# Work instructions
Once the line with "SENTINEL_MARGIN_TOP..(SENTINEL_MARGIN_TOP + PLAYABLE_HEIGHT);" is found in the data, output it and each following line exactly, up to and including the line with "while y < TOTAL_HEIGHT", and nothing before or after.

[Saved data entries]
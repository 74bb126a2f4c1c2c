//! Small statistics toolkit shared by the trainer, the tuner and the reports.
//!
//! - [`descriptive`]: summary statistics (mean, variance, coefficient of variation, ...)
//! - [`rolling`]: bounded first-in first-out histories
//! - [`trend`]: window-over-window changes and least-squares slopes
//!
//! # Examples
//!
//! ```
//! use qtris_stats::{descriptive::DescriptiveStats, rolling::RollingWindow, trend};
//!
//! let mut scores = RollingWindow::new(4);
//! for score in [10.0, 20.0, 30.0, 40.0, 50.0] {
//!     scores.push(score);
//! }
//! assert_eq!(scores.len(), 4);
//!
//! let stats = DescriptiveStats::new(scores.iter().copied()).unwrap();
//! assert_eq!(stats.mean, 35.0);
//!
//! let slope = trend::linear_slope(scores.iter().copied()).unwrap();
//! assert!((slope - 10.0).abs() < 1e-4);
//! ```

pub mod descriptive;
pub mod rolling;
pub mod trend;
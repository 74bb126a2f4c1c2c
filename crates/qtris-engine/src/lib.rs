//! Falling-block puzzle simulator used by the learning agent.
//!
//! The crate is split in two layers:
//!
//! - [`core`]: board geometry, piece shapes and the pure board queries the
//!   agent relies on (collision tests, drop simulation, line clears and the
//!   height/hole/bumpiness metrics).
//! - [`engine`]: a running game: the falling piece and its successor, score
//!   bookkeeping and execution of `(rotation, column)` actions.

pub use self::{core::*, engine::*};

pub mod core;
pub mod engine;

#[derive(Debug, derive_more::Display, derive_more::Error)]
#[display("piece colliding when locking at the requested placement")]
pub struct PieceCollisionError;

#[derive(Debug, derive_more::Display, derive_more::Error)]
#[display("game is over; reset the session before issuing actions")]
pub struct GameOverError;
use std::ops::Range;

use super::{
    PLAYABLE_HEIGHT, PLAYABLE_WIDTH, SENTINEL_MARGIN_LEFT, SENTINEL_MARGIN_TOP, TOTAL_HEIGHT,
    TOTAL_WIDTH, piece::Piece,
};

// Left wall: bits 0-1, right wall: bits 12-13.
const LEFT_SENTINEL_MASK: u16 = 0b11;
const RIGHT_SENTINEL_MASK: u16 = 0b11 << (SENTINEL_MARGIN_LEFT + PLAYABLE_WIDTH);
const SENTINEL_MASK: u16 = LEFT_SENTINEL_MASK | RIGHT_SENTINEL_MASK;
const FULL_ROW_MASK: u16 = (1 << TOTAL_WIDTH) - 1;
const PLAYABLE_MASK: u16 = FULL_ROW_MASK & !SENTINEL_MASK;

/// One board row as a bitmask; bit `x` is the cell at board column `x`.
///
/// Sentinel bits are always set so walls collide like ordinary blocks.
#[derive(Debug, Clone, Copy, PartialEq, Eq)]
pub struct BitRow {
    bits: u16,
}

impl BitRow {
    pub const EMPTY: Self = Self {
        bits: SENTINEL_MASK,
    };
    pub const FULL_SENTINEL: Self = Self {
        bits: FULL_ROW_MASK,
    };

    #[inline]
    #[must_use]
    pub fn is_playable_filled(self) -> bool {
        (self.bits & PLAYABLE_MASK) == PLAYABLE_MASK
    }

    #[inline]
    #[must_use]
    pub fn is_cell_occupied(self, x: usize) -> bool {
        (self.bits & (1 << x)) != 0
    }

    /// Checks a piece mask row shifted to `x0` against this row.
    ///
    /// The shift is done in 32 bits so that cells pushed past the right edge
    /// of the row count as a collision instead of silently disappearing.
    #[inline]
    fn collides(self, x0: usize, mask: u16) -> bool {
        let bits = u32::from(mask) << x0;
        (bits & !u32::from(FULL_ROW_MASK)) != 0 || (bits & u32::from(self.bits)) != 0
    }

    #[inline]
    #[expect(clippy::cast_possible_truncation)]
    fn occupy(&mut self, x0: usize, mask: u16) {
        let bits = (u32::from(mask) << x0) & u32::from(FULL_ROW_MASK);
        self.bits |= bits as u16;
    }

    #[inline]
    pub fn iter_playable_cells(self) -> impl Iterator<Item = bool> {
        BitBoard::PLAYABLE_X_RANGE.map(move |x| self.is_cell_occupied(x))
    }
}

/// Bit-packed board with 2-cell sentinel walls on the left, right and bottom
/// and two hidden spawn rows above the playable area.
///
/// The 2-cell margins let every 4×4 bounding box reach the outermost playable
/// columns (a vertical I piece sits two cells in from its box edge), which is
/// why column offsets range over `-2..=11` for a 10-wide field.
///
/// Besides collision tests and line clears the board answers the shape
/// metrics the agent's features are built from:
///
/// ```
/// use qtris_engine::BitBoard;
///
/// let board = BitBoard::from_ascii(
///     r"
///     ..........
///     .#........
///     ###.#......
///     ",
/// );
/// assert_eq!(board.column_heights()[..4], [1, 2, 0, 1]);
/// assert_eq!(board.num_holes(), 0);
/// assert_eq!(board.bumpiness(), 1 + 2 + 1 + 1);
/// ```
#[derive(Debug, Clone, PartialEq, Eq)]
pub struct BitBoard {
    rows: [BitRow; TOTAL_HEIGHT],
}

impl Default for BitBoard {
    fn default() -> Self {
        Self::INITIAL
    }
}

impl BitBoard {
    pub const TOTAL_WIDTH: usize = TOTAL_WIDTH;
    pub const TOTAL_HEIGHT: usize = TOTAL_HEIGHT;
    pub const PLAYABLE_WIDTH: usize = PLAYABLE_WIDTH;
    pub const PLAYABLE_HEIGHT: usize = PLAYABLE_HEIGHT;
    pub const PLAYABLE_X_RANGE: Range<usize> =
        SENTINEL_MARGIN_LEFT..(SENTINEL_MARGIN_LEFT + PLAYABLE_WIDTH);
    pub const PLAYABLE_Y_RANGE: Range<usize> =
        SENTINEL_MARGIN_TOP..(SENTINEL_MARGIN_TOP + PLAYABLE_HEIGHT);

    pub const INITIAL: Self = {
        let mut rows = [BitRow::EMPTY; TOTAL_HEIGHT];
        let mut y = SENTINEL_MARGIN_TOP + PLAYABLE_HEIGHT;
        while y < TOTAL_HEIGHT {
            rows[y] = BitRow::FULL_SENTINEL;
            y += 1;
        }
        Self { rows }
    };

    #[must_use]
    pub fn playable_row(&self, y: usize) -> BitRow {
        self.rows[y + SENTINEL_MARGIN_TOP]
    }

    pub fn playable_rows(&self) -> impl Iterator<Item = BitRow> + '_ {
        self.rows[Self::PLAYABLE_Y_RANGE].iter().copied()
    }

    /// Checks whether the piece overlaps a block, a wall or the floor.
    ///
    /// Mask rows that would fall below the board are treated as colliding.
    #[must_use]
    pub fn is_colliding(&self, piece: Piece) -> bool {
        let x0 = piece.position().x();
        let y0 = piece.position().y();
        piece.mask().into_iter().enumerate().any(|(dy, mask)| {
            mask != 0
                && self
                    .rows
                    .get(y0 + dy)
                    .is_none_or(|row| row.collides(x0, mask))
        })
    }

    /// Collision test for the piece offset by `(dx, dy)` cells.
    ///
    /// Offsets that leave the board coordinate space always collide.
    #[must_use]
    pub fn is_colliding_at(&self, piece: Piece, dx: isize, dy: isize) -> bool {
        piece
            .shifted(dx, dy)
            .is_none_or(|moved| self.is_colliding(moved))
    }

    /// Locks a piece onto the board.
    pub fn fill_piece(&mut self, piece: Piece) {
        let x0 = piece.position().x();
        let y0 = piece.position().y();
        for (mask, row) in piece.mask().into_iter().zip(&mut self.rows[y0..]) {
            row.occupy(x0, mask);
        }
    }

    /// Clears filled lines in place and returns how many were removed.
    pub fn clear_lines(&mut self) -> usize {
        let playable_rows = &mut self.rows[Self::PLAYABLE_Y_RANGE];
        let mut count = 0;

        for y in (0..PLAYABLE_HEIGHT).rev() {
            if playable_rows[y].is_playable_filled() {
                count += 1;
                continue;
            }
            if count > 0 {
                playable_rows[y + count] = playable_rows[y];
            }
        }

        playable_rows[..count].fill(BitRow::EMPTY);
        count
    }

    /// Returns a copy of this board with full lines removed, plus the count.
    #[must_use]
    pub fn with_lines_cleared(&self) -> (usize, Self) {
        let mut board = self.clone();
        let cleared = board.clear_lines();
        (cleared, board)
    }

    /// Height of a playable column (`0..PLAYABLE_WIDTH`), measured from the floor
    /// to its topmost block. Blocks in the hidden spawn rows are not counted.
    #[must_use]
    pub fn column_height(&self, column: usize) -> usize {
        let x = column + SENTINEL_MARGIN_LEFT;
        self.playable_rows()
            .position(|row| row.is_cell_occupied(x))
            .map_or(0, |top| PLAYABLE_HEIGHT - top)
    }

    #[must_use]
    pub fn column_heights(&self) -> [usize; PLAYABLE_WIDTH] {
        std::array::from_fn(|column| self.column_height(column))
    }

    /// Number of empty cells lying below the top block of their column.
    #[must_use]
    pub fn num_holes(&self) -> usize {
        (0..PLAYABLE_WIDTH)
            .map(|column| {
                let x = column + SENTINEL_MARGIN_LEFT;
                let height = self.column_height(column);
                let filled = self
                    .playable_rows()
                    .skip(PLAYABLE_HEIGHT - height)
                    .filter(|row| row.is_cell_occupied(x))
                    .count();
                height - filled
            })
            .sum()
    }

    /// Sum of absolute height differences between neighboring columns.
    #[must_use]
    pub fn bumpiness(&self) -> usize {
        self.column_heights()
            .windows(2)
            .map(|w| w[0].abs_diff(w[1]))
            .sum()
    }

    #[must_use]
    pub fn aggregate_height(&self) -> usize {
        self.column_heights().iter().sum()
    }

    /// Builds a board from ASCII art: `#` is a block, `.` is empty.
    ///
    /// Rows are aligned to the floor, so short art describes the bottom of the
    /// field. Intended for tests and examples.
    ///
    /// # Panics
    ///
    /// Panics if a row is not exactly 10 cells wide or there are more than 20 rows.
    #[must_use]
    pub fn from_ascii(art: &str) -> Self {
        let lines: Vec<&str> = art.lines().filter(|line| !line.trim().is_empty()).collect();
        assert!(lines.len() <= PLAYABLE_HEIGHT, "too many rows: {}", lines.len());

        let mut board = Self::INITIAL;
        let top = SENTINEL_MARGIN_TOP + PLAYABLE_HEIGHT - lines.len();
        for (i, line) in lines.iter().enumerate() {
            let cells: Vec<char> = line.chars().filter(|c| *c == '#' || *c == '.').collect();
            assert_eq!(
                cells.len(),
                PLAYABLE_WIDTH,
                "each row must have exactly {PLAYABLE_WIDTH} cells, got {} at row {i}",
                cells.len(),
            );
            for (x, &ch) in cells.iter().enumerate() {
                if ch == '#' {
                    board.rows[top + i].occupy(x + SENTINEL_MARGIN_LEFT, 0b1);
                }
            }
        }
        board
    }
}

# Answer to this task
        SENTINEL_MARGIN_TOP..(SENTINEL_MARGIN_TOP + PLAYABLE_HEIGHT);

    pub const INITIAL: Self = {
        let mut rows = [BitRow::EMPTY; TOTAL_HEIGHT];
        let mut y = SENTINEL_MARGIN_TOP + PLAYABLE_HEIGHT;
        while y < TOTAL_HEIGHT {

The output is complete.